A brook trout caught in the Adirondacks (Photo by Ben Smith)

That activity prompted Philipstown authorities on June 11 to issue a stop-work order and notice of a violation, saying Hilpert needed a wetlands permit. Max Garfinkle, the town wetlands inspector, and Conservation Board members said that the bypass was at a higher elevation than the original pipe and could prevent brook trout — New York’s state fish — from swimming upstream to spawn.

Despite the stop-work order, the crew finished the project, Garfinkle reported to the Conservation Board, Philipstown Supervisor Richard Shea and the state Department of Environmental Conservation.

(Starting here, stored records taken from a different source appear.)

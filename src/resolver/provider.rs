//! Collaborator traits for package discovery and type loading

use std::path::Path;

use super::package::Package;
use super::strategy::{StrategyKind, StrategyScope, ToolchainCapabilities};
use super::{ImportMode, LocatedPackage};
use crate::error::ResolutionResult;

/// Build environment for one request.
///
/// Decides where an import path lives and whether it belongs to the
/// toolchain's root distribution. Must be deterministic for a fixed
/// environment.
pub trait BuildContext: Send + Sync {
    /// Classify and locate `import_path` as seen from `source_dir`
    fn locate(&self, import_path: &str, source_dir: &Path) -> ResolutionResult<LocatedPackage>;
}

/// One way of turning an import path into type information
/// (compiled export data, source type-checking, or the toolchain default).
pub trait ImportStrategy: Send + Sync {
    fn kind(&self) -> StrategyKind;

    fn import_from(
        &self,
        import_path: &str,
        source_dir: &Path,
        mode: ImportMode,
    ) -> ResolutionResult<Package>;
}

/// Builds strategy instances and reports what the host toolchain supports
pub trait StrategyFactory: Send + Sync {
    /// Capability query, asked once per (re)initialization
    fn capabilities(&self) -> ToolchainCapabilities;

    /// Produce exactly one fresh strategy of `kind`
    fn create(&self, kind: StrategyKind, scope: StrategyScope) -> Box<dyn ImportStrategy>;
}
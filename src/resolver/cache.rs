use std::collections::HashMap;
use std::sync::Arc;

use super::CacheKey;
use super::package::Package;

/// Process-lifetime map of resolved root packages keyed by `CacheKey`.
///
/// Not internally synchronized: the owning suggester guards it with the same
/// lock that serializes the whole suggestion pipeline. Entries are never
/// replaced or evicted; only `clear` (reinitialization) drops them.
#[derive(Debug, Default)]
pub struct ResolutionCache {
    inner: HashMap<CacheKey, Package>,
}

impl ResolutionCache {
    pub fn new() -> Self {
        Self {
            inner: HashMap::new(),
        }
    }

    pub fn get(&self, key: &CacheKey) -> Option<Package> {
        self.inner.get(key).cloned()
    }

    /// Insert unless the key is already present. Returns the stored handle.
    pub fn insert(&mut self, key: CacheKey, package: Package) -> Package {
        Arc::clone(self.inner.entry(key).or_insert(package))
    }

    pub fn contains(&self, key: &CacheKey) -> bool {
        self.inner.contains_key(key)
    }

    pub fn len(&self) -> usize {
        self.inner.len()
    }

    pub fn is_empty(&self) -> bool {
        self.inner.is_empty()
    }

    pub fn clear(&mut self) {
        self.inner.clear();
    }
}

The latter investigated and stated it would not issue a citation but would require Hilpert to repair the culvert, stream and road.

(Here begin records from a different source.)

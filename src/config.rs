//! Configuration module for the suggestion resolver.
//!
//! This module provides a layered configuration system that supports:
//! - Default values
//! - TOML configuration file
//! - Environment variable overrides
//!
//! # Environment Variables
//!
//! Environment variables must be prefixed with `GS_` and use double underscores
//! to separate nested levels:
//! - `GS_SUGGEST__SOURCE=true` sets `suggest.source`
//! - `GS_SUGGEST__DEBUG=true` sets `suggest.debug`
//! - `GS_BUILD__GOOS=windows` sets `build.goos`

use figment::{
    Figment,
    providers::{Env, Format, Serialized, Toml},
};
use serde::{Deserialize, Serialize};
use std::path::PathBuf;

use crate::suggest::SuggestOptions;

const CONFIG_DIR: &str = ".gosuggest";

#[derive(Debug, Deserialize, Serialize, Clone)]
pub struct Settings {
    /// Version of the configuration schema
    #[serde(default = "default_version")]
    pub version: u32,

    /// Workspace root directory (where .gosuggest is located)
    #[serde(skip_serializing_if = "Option::is_none")]
    pub workspace_root: Option<PathBuf>,

    /// Global debug mode (log level)
    #[serde(default = "default_false")]
    pub debug: bool,

    /// Completion and resolver options
    #[serde(default)]
    pub suggest: SuggestConfig,

    /// Build environment used to locate packages
    #[serde(default)]
    pub build: BuildConfig,
}

#[derive(Debug, Deserialize, Serialize, Clone, PartialEq, Eq)]
pub struct SuggestConfig {
    /// Propose builtin identifiers (len, append, ...)
    #[serde(default = "default_true")]
    pub propose_builtins: bool,

    /// Trace importer and engine activity
    #[serde(default = "default_false")]
    pub debug: bool,

    /// Type-check imports from source instead of export data
    #[serde(default = "default_false")]
    pub source: bool,
}

#[derive(Debug, Deserialize, Serialize, Clone, PartialEq, Eq)]
pub struct BuildConfig {
    /// Toolchain root, falls back to $GOROOT
    #[serde(skip_serializing_if = "Option::is_none")]
    pub goroot: Option<PathBuf>,

    /// Workspace trees, falls back to $GOPATH then ~/go
    #[serde(default)]
    pub gopath: Vec<PathBuf>,

    /// Target OS, falls back to $GOOS then the host
    #[serde(skip_serializing_if = "Option::is_none")]
    pub goos: Option<String>,

    /// Target architecture, falls back to $GOARCH then the host
    #[serde(skip_serializing_if = "Option::is_none")]
    pub goarch: Option<String>,

    /// Extra tags satisfied by //go:build constraints
    #[serde(default)]
    pub build_tags: Vec<String>,

    #[serde(default = "default_true")]
    pub cgo_enabled: bool,

    /// Toolchain release (`1.N`) bounding `go1.N` tags, falls back to
    /// GOROOT/VERSION
    #[serde(skip_serializing_if = "Option::is_none")]
    pub go_version: Option<String>,
}

// Default value functions
fn default_version() -> u32 {
    1
}
fn default_true() -> bool {
    true
}
fn default_false() -> bool {
    false
}

impl Default for Settings {
    fn default() -> Self {
        Self {
            version: default_version(),
            workspace_root: None,
            debug: false,
            suggest: SuggestConfig::default(),
            build: BuildConfig::default(),
        }
    }
}

impl Default for SuggestConfig {
    fn default() -> Self {
        Self {
            propose_builtins: true,
            debug: false,
            source: false,
        }
    }
}

impl Default for BuildConfig {
    fn default() -> Self {
        Self {
            goroot: None,
            gopath: Vec::new(),
            goos: None,
            goarch: None,
            build_tags: Vec::new(),
            cgo_enabled: true,
            go_version: None,
        }
    }
}

impl SuggestConfig {
    pub fn options(&self) -> SuggestOptions {
        SuggestOptions {
            propose_builtins: self.propose_builtins,
            debug: self.debug,
            source: self.source,
        }
    }
}

impl Settings {
    /// Load configuration from all sources
    pub fn load() -> Result<Self, Box<figment::Error>> {
        // Try to find the workspace root by looking for .gosuggest directory
        let config_path = Self::find_workspace_config()
            .unwrap_or_else(|| PathBuf::from(CONFIG_DIR).join("settings.toml"));

        Self::figment(config_path)
            .extract()
            .map_err(Box::new)
            .map(|mut settings: Settings| {
                if settings.workspace_root.is_none() {
                    settings.workspace_root = Self::workspace_root();
                }
                settings
            })
    }

    /// Load configuration from a specific file
    pub fn load_from(path: impl AsRef<std::path::Path>) -> Result<Self, Box<figment::Error>> {
        Self::figment(path.as_ref().to_path_buf())
            .extract()
            .map_err(Box::new)
    }

    fn figment(config_path: PathBuf) -> Figment {
        Figment::new()
            // Start with defaults
            .merge(Serialized::defaults(Settings::default()))
            // Layer in config file if it exists
            .merge(Toml::file(config_path))
            // Double underscore separates nested levels, single underscore stays
            .merge(Env::prefixed("GS_").map(|key| {
                key.as_str()
                    .to_lowercase()
                    .replace("__", ".")
                    .into()
            }))
    }

    /// Find the workspace config by looking for a .gosuggest directory
    /// from the current directory up to root
    fn find_workspace_config() -> Option<PathBuf> {
        Self::workspace_root().map(|root| root.join(CONFIG_DIR).join("settings.toml"))
    }

    /// Get the workspace root directory (where .gosuggest is located)
    pub fn workspace_root() -> Option<PathBuf> {
        let current = std::env::current_dir().ok()?;

        for ancestor in current.ancestors() {
            let config_dir = ancestor.join(CONFIG_DIR);
            if config_dir.is_dir() {
                return Some(ancestor.to_path_buf());
            }
        }

        None
    }

    /// Save current configuration to file
    pub fn save(
        &self,
        path: impl AsRef<std::path::Path>,
    ) -> Result<(), Box<dyn std::error::Error>> {
        let parent = path.as_ref().parent().ok_or("Invalid path")?;
        std::fs::create_dir_all(parent)?;

        let toml_string = toml::to_string_pretty(self)?;
        std::fs::write(path, toml_string)?;

        Ok(())
    }

    /// Create a default settings file with helpful comments
    pub fn init_config_file(force: bool) -> Result<PathBuf, Box<dyn std::error::Error>> {
        let config_path = PathBuf::from(CONFIG_DIR).join("settings.toml");

        if !force && config_path.exists() {
            return Err("Configuration file already exists. Use --force to overwrite".into());
        }

        if let Some(parent) = config_path.parent() {
            std::fs::create_dir_all(parent)?;
        }

        std::fs::write(&config_path, Self::template())?;
        Ok(config_path)
    }

    fn template() -> String {
        format!(
            r#"# gosuggest configuration

# Version of the configuration schema
version = 1

# Global debug mode (debug-level logging)
debug = false

[suggest]
# Propose builtin identifiers such as len, append and make
propose_builtins = true

# Trace importer and completion engine activity
debug = false

# Type-check imports from source instead of reading compiled export data.
# Slower, but works without an installed package cache.
source = false

[build]
# Toolchain root. Defaults to $GOROOT.
# goroot = "/usr/local/go"

# Workspace trees. Defaults to $GOPATH, then ~/go.
gopath = []

# Target platform. Defaults to $GOOS/$GOARCH, then the host ({os}/{arch}).
# goos = "{os}"
# goarch = "{arch}"

# Extra tags satisfied by //go:build constraints
build_tags = []

cgo_enabled = true

# Newest release whose go1.N tags are satisfied. Defaults to GOROOT/VERSION.
# go_version = "1.{release}"
"#,
            os = crate::resolver::providers::host_goos(),
            arch = crate::resolver::providers::host_goarch(),
            release = crate::resolver::providers::DEFAULT_GO_RELEASE,
        )
    }
}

Hilpert maintained at the Conservation Board meeting on July 10 that he didn’t need a wetlands permit because the town code exempts emergency repairs. Nevertheless, he said he has applied for a permit and will commission an engineer to design a culvert repair.

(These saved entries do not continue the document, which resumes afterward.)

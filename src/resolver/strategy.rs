//! Import strategy selection

use std::fmt;
use std::sync::Arc;

use serde::{Deserialize, Serialize};

use super::provider::BuildContext;
use crate::suggest::SuggestOptions;

/// How type information is obtained for a package
#[derive(Debug, Clone, Copy, PartialEq, Eq, Hash, Serialize, Deserialize)]
#[serde(rename_all = "kebab-case")]
pub enum StrategyKind {
    /// Parse and type-check the package sources
    Source,
    /// Read precompiled export data
    ExportData,
    /// Whatever the toolchain provides by default
    Default,
}

impl StrategyKind {
    /// First match wins: forced source mode, then export data when the
    /// toolchain can read it, then the default strategy.
    pub fn select(options: &SuggestOptions, caps: &ToolchainCapabilities) -> Self {
        if options.source {
            Self::Source
        } else if caps.export_data {
            Self::ExportData
        } else {
            Self::Default
        }
    }

    pub fn as_str(&self) -> &'static str {
        match self {
            Self::Source => "source",
            Self::ExportData => "export-data",
            Self::Default => "default",
        }
    }
}

impl fmt::Display for StrategyKind {
    fn fmt(&self, f: &mut fmt::Formatter<'_>) -> fmt::Result {
        f.write_str(self.as_str())
    }
}

/// What the host toolchain can do
#[derive(Debug, Clone, Copy, Default, PartialEq, Eq)]
pub struct ToolchainCapabilities {
    /// Precompiled export data can be read without re-checking sources
    pub export_data: bool,
}

/// Lifetime a strategy instance is created for
#[derive(Clone)]
pub enum StrategyScope {
    /// Owned by the resolver and reused across requests for root packages
    Shared,
    /// Bound to one request's build environment
    Request(Arc<dyn BuildContext>),
}

impl StrategyScope {
    pub fn is_shared(&self) -> bool {
        matches!(self, Self::Shared)
    }

    pub fn build_context(&self) -> Option<&Arc<dyn BuildContext>> {
        match self {
            Self::Shared => None,
            Self::Request(ctx) => Some(ctx),
        }
    }
}

impl fmt::Debug for StrategyScope {
    fn fmt(&self, f: &mut fmt::Formatter<'_>) -> fmt::Result {
        match self {
            Self::Shared => f.write_str("Shared"),
            Self::Request(_) => f.write_str("Request(..)"),
        }
    }
}

#[cfg(test)]
mod tests {
    use super::*;

    fn options(source: bool) -> SuggestOptions {
        SuggestOptions {
            source,
            ..SuggestOptions::default()
        }
    }

    #[test]
    fn source_mode_wins_over_export_data() {
        let caps = ToolchainCapabilities { export_data: true };
        assert_eq!(StrategyKind::select(&options(true), &caps), StrategyKind::Source);
    }

    #[test]
    fn export_data_when_supported() {
        let caps = ToolchainCapabilities { export_data: true };
        assert_eq!(
            StrategyKind::select(&options(false), &caps),
            StrategyKind::ExportData
        );
    }

    #[test]
    fn default_fallback() {
        let caps = ToolchainCapabilities::default();
        assert_eq!(
            StrategyKind::select(&options(false), &caps),
            StrategyKind::Default
        );
        assert_eq!(StrategyKind::Default.to_string(), "default");
    }
}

In a letter to Garfinkle, attorney Luke Hilpert, who is Hilpert’s son, said heavy spring storms seemed to have further damaged the original pipe and allowed water to spill onto Twin Bridges Road, raising residents’ fears of a washout unless the culvert were repaired quickly.

Further, Robert Hilpert said July 10, “the pipe being clogged is flooding my field” and had been a problem for months. He added that the two-pipe remedy “was not intended to be a fix” permanently but to facilitate drainage.

The brook trout is New York’s state fish. (DEC)

The board plans to revisit the situation in August. Meanwhile, it began pondering wording in the town code, which does not require a permit for “emergency work immediately necessary to protect health and safety or prevent damage to property,” if the town receives written notification within 48 hours.

Board members recommended it define words such as emergency more precisely.

“A field not draining is not an emergency,” member MJ Martin remarked.

Councilor Mike Leonard, the Town Board’s liaison to the Conservation Board, suggested that an emergency “would have to be something very significant,” such as someone’s home flooding inside.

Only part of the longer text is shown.